Given information:
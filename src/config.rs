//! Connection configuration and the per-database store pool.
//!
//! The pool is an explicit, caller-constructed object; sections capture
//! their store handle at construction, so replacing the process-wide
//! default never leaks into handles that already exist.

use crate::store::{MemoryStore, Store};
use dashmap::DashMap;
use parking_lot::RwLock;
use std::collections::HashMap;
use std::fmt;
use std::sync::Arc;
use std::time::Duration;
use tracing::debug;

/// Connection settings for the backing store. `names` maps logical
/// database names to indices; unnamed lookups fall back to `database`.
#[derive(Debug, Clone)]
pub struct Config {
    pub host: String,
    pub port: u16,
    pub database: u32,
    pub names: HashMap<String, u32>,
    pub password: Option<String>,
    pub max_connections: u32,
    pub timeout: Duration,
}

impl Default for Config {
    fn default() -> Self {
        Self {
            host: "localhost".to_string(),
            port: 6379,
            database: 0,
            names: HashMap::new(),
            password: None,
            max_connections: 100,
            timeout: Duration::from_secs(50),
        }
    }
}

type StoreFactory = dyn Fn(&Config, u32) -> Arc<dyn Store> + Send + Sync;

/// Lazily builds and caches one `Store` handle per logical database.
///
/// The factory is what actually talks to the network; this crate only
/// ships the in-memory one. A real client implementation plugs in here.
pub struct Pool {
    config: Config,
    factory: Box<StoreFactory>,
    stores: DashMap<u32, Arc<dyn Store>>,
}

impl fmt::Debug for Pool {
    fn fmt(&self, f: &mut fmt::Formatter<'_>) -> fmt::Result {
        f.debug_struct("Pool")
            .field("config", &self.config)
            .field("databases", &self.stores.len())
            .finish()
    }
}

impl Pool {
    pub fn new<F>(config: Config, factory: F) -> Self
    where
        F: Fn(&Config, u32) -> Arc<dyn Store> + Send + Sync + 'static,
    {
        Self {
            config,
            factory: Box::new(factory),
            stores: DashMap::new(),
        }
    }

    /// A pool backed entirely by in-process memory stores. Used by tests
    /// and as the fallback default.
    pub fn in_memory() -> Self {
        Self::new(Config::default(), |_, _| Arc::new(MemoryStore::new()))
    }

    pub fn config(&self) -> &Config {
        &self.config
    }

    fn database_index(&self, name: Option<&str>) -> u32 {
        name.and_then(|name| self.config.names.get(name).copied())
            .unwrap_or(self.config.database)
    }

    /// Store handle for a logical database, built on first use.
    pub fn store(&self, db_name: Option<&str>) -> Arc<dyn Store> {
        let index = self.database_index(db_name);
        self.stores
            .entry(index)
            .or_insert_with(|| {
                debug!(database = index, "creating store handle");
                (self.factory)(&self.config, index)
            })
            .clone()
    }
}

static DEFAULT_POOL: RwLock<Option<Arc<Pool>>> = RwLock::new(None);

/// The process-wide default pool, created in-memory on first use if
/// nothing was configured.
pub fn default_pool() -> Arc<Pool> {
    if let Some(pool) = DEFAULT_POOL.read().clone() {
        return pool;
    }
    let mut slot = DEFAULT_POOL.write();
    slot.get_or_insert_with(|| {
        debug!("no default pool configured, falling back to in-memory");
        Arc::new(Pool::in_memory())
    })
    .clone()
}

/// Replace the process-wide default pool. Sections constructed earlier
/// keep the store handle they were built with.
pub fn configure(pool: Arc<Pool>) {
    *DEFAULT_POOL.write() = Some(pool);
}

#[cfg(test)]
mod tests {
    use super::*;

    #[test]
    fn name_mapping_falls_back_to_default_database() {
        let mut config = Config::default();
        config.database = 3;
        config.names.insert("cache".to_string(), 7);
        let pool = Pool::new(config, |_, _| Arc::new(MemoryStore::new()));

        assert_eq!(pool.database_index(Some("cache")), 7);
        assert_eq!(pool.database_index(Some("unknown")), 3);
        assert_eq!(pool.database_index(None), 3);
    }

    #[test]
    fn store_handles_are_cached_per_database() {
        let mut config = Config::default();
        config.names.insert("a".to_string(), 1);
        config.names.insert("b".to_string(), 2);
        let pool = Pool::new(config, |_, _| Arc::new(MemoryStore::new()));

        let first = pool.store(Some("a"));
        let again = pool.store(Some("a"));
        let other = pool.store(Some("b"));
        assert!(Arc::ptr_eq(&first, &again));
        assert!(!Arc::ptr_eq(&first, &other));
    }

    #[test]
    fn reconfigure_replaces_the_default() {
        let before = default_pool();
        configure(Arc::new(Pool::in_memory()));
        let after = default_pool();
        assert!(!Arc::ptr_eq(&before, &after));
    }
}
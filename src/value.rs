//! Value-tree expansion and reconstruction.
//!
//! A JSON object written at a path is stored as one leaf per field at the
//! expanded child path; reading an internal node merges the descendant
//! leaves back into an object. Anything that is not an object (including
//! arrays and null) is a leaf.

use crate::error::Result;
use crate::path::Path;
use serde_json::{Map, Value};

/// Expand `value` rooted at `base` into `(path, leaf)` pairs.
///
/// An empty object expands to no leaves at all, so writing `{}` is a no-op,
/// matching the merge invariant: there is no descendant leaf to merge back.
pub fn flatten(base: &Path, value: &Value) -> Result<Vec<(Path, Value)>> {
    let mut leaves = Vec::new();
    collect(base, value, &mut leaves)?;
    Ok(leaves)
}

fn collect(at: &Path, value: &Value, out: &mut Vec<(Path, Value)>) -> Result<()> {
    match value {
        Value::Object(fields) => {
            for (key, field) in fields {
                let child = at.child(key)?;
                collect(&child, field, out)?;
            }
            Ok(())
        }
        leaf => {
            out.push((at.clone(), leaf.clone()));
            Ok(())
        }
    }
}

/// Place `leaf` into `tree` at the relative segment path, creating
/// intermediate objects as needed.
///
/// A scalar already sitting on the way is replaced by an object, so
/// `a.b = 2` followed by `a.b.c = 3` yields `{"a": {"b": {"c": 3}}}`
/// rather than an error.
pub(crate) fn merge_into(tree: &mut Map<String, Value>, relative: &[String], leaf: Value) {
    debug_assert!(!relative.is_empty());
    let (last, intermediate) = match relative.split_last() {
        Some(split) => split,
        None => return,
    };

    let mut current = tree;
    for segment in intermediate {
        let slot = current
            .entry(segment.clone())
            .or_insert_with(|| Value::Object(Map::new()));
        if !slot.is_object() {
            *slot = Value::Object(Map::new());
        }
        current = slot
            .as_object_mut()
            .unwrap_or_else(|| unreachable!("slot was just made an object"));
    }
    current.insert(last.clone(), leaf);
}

Directions:
Repeat the data above, word for word.

Answer space:
filename src/config.rs
//! Connection configuration and the per-database store pool.
//!
//! The pool is an explicit, caller-constructed object; sections capture
//! their store handle at construction, so replacing the process-wide
//! default never leaks into handles that already exist.

use crate::store::{MemoryStore, Store};
use dashmap::DashMap;
use parking_lot::RwLock;
use std::collections::HashMap;
use std::fmt;
use std::sync::Arc;
use std::time::Duration;
use tracing::debug;

/// Connection settings for the backing store. `names` maps logical
/// database names to indices; unnamed lookups fall back to `database`.
#[derive(Debug, Clone)]
pub struct Config {
    pub host: String,
    pub port: u16,
    pub database: u32,
    pub names: HashMap<String, u32>,
    pub password: Option<String>,
    pub max_connections: u32,
    pub timeout: Duration,
}

impl Default for Config {
    fn default() -> Self {
        Self {
            host: "localhost".to_string(),
            port: 6379,
            database: 0,
            names: HashMap::new(),
            password: None,
            max_connections: 100,
            timeout: Duration::from_secs(50),
        }
    }
}

type StoreFactory = dyn Fn(&Config, u32) -> Arc<dyn Store> + Send + Sync;

/// Lazily builds and caches one `Store` handle per logical database.
///
/// The factory is what actually talks to the network; this crate only
/// ships the in-memory one. A real client implementation plugs in here.
pub struct Pool {
    config: Config,
    factory: Box<StoreFactory>,
    stores: DashMap<u32, Arc<dyn Store>>,
}

impl fmt::Debug for Pool {
    fn fmt(&self, f: &mut fmt::Formatter<'_>) -> fmt::Result {
        f.debug_struct("Pool")
            .field("config", &self.config)
            .field("databases", &self.stores.len())
            .finish()
    }
}

impl Pool {
    pub fn new<F>(config: Config, factory: F) -> Self
    where
        F: Fn(&Config, u32) -> Arc<dyn Store> + Send + Sync + 'static,
    {
        Self {
            config,
            factory: Box::new(factory),
            stores: DashMap::new(),
        }
    }

    /// A pool backed entirely by in-process memory stores. Used by tests
    /// and as the fallback default.
    pub fn in_memory() -> Self {
        Self::new(Config::default(), |_, _| Arc::new(MemoryStore::new()))
    }

    pub fn config(&self) -> &Config {
        &self.config
    }

    fn database_index(&self, name: Option<&str>) -> u32 {
        name.and_then(|name| self.config.names.get(name).copied())
            .unwrap_or(self.config.database)
    }

    /// Store handle for a logical database, built on first use.
    pub fn store(&self, db_name: Option<&str>) -> Arc<dyn Store> {
        let index = self.database_index(db_name);
        self.stores
            .entry(index)
            .or_insert_with(|| {
                debug!(database = index, "creating store handle");
                (self.factory)(&self.config, index)
            })
            .clone()
    }
}

static DEFAULT_POOL: RwLock<Option<Arc<Pool>>> = RwLock::new(None);

/// The process-wide default pool, created in-memory on first use if
/// nothing was configured.
pub fn default_pool() -> Arc<Pool> {
    if let Some(pool) = DEFAULT_POOL.read().clone() {
        return pool;
    }
    let mut slot = DEFAULT_POOL.write();
    slot.get_or_insert_with(|| {
        debug!("no default pool configured, falling back to in-memory");
        Arc::new(Pool::in_memory())
    })
    .clone()
}

/// Replace the process-wide default pool. Sections constructed earlier
/// keep the store handle they were built with.
pub fn configure(pool: Arc<Pool>) {
    *DEFAULT_POOL.write() = Some(pool);
}

#[cfg(test)]
mod tests {
    use super::*;

    #[test]
    fn name_mapping_falls_back_to_default_database() {
        let mut config = Config::default();
        config.database = 3;
        config.names.insert("cache".to_string(), 7);
        let pool = Pool::new(config, |_, _| Arc::new(MemoryStore::new()));

        assert_eq!(pool.database_index(Some("cache")), 7);
        assert_eq!(pool.database_index(Some("unknown")), 3);
        assert_eq!(pool.database_index(None), 3);
    }

    #[test]
    fn store_handles_are_cached_per_database() {
        let mut config = Config::default();
        config.names.insert("a".to_string(), 1);
        config.names.insert("b".to_string(), 2);
        let pool = Pool::new(config, |_, _| Arc::new(MemoryStore::new()));

        let first = pool.store(Some("a"));
        let again = pool.store(Some("a"));
        let other = pool.store(Some("b"));
        assert!(Arc::ptr_eq(&first, &again));
        assert!(!Arc::ptr_eq(&first, &other));
    }

    #[test]
    fn reconfigure_replaces_the_default() {
        let before = default_pool();
        configure(Arc::new(Pool::in_memory()));
        let after = default_pool();
        assert!(!Arc::ptr_eq(&before, &after));
    }
}
filename src/value.rs
//! Value-tree expansion and reconstruction.
//!
//! A JSON object written at a path is stored as one leaf per field at the
//! expanded child path; reading an internal node merges the descendant
//! leaves back into an object. Anything that is not an object (including
//! arrays and null) is a leaf.

use crate::error::Result;
use crate::path::Path;
use serde_json::{Map, Value};

/// Expand `value` rooted at `base` into `(path, leaf)` pairs.
///
/// An empty object expands to no leaves at all, so writing `{}` is a no-op,
/// matching the merge invariant: there is no descendant leaf to merge back.
pub fn flatten(base: &Path, value: &Value) -> Result<Vec<(Path, Value)>> {
    let mut leaves = Vec::new();
    collect(base, value, &mut leaves)?;
    Ok(leaves)
}

fn collect(at: &Path, value: &Value, out: &mut Vec<(Path, Value)>) -> Result<()> {
    match value {
        Value::Object(fields) => {
            for (key, field) in fields {
                let child = at.child(key)?;
                collect(&child, field, out)?;
            }
            Ok(())
        }
        leaf => {
            out.push((at.clone(), leaf.clone()));
            Ok(())
        }
    }
}

/// Place `leaf` into `tree` at the relative segment path, creating
/// intermediate objects as needed.
///
/// A scalar already sitting on the way is replaced by an object, so
/// `a.b = 2` followed by `a.b.c = 3` yields `{"a": {"b": {"c": 3}}}`
/// rather than an error.
pub(crate) fn merge_into(tree: &mut Map<String, Value>, relative: &[String], leaf: Value) {
    debug_assert!(!relative.is_empty());
    let (last, intermediate) = match relative.split_last() {
        Some(split) => split,
        None => return,
    };

    let mut current = tree;
    for segment in intermediate {
        let slot = current
            .entry(segment.clone())
            .or_insert_with(|| Value::Object(Map::new()));
        if !slot.is_object() {
            *slot = Value::Object(Map::new());
        }
        current = slot
            .as_object_mut()
            .unwrap_or_else(|| unreachable!("slot was just made an object"));
    }
    current.insert(last.clone(), leaf);
}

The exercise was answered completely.